Saved data entries:
▼
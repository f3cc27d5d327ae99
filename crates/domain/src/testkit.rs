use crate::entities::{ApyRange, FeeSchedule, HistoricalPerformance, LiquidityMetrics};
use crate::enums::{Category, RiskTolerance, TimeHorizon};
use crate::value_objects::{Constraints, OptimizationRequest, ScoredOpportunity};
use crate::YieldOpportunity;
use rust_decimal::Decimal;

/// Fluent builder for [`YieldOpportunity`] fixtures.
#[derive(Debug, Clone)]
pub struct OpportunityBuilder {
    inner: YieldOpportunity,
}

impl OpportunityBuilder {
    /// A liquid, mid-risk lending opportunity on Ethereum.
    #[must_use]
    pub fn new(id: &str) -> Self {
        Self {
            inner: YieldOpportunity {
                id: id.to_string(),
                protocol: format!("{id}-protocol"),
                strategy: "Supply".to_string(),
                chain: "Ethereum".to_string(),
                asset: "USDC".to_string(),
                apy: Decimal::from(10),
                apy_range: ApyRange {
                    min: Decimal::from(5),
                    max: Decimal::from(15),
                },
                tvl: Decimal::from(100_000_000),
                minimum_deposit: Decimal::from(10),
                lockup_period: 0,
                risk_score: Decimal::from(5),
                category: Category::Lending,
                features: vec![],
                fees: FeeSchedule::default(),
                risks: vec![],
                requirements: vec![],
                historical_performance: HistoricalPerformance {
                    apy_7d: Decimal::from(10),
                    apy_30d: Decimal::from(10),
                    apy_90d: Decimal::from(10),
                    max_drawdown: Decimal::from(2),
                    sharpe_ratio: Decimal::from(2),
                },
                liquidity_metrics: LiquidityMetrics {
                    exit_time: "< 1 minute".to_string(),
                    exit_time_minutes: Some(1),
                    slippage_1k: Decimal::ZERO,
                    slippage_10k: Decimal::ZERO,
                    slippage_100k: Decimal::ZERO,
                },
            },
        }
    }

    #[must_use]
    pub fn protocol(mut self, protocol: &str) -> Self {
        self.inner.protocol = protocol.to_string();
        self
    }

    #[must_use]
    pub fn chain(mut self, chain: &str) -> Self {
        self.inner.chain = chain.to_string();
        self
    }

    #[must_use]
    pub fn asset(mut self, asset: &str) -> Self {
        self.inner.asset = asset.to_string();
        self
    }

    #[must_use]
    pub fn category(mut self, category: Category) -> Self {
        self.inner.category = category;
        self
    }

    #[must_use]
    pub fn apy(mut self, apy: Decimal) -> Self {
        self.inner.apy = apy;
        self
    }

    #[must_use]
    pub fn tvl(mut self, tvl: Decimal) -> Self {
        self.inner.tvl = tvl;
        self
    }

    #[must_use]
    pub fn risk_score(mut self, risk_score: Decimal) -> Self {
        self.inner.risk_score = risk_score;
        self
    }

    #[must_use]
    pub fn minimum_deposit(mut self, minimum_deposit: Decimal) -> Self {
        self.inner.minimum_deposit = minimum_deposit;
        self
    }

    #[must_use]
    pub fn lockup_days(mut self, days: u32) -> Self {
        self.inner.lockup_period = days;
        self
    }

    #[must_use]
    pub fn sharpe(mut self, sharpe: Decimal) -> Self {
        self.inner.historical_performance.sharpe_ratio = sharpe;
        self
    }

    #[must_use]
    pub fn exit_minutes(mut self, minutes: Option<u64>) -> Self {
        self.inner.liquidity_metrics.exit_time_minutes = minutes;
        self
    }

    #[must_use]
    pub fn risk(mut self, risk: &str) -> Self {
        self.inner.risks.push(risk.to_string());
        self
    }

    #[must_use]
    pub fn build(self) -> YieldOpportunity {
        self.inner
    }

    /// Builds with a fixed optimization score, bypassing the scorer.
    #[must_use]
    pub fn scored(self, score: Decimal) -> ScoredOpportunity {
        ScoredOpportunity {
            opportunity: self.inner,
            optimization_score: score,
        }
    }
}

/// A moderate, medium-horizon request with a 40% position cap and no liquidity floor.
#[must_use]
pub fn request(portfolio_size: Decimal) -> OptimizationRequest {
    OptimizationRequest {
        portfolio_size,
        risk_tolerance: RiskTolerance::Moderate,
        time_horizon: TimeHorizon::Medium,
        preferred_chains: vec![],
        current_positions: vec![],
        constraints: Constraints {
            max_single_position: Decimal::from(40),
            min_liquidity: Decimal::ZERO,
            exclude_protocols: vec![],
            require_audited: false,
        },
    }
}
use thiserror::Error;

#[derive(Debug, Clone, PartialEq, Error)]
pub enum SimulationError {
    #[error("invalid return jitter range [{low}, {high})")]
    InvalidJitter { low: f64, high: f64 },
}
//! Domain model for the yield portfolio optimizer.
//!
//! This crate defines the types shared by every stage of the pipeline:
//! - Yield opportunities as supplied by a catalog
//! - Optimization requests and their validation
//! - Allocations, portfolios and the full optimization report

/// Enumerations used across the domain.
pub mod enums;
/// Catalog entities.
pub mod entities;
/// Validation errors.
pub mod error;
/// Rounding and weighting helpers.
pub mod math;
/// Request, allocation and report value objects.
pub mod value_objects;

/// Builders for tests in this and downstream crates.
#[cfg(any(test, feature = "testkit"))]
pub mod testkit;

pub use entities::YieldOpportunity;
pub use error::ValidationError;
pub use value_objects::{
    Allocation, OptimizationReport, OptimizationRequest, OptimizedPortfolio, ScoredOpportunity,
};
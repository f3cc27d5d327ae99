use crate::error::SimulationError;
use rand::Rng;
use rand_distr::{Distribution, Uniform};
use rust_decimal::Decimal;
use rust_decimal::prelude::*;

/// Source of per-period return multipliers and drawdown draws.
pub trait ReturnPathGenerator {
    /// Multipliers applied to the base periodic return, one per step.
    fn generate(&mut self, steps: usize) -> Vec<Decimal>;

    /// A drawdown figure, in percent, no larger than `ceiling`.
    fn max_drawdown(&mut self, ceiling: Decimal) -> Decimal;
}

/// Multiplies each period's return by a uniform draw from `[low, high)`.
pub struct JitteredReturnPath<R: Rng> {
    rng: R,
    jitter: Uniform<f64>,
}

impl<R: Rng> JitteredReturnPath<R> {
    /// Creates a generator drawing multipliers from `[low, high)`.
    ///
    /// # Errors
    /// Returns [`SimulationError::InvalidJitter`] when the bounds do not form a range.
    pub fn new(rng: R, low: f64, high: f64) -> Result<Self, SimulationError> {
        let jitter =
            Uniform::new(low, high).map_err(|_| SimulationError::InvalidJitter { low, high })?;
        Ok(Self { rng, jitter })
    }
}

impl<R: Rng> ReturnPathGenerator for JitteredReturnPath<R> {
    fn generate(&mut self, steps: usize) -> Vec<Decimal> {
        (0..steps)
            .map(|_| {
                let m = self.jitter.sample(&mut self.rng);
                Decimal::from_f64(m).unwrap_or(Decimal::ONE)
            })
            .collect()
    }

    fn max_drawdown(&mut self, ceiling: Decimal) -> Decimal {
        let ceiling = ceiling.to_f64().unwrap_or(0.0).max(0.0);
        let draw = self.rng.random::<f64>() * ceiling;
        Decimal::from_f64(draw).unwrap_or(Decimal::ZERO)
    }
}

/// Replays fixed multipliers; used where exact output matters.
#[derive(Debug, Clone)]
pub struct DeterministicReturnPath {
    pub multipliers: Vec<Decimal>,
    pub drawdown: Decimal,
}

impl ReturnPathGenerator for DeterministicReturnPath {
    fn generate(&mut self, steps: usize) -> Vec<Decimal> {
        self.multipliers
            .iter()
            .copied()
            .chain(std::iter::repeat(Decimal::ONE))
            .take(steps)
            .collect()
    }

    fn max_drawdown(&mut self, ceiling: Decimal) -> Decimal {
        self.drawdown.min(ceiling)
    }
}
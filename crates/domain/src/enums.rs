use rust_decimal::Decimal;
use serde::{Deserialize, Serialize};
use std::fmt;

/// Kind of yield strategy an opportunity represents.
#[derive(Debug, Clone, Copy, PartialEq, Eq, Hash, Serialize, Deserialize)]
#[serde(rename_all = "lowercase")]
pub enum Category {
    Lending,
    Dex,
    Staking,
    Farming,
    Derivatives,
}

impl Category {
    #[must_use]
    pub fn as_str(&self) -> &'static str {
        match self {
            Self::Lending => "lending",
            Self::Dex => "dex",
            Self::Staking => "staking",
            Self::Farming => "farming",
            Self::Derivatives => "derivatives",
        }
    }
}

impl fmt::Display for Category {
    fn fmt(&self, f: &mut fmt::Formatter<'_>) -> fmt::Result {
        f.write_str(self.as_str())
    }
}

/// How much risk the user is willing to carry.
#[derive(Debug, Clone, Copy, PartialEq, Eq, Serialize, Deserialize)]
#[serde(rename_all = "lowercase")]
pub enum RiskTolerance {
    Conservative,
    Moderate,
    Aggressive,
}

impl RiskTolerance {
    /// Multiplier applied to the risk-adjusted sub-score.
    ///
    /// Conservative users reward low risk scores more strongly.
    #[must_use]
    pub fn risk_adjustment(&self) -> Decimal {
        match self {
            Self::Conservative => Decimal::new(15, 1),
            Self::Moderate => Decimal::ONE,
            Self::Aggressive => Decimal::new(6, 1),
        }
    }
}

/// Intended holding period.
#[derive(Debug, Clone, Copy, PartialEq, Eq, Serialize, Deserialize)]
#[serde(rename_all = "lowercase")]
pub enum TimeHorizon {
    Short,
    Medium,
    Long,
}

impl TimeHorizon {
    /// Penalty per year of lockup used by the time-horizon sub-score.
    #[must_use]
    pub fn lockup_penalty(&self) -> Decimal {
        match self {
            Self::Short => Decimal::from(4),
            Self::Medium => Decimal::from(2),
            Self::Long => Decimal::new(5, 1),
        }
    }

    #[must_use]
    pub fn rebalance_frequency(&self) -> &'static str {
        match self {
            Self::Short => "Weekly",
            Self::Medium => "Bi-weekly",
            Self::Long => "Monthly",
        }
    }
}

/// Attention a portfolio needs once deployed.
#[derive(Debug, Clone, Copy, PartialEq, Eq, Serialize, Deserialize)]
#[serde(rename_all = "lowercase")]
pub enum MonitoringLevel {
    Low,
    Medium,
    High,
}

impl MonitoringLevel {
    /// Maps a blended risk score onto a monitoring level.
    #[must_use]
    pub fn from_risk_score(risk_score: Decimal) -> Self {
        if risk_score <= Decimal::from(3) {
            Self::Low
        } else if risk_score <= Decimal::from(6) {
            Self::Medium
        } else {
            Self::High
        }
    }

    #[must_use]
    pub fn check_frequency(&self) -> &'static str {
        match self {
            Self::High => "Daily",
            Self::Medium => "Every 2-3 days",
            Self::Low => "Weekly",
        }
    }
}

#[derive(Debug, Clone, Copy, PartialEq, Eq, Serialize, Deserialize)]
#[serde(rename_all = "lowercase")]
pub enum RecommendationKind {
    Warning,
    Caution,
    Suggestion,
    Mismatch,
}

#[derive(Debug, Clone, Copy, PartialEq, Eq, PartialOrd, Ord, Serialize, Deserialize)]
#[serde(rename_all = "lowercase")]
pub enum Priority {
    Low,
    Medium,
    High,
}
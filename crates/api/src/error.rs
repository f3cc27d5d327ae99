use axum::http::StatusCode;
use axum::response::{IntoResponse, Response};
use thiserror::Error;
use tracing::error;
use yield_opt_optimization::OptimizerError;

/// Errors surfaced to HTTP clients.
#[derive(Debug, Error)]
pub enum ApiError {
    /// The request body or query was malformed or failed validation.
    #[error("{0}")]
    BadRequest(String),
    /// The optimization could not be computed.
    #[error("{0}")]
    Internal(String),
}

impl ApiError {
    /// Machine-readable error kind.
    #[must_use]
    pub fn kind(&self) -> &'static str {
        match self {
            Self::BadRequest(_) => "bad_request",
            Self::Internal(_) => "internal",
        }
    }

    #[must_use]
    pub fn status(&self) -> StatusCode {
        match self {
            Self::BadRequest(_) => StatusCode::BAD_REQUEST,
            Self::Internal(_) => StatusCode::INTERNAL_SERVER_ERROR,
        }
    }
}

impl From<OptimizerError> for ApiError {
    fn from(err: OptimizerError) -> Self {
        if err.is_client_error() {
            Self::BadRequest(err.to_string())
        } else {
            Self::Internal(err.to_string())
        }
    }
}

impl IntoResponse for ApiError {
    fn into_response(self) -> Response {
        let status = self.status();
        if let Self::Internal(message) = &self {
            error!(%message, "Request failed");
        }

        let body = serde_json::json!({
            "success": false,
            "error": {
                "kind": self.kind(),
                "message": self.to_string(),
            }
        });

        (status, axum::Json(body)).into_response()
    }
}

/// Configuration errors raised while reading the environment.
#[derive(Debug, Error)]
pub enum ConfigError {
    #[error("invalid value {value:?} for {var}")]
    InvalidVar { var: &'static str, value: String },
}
▲
## PROBLEM REQUIREMENTS
Find and copy each line above holding "RiskTolerance".

## REPLY
use crate::enums::{Category, RiskTolerance, TimeHorizon};
        risk_tolerance: RiskTolerance::Moderate,
pub enum RiskTolerance {
impl RiskTolerance {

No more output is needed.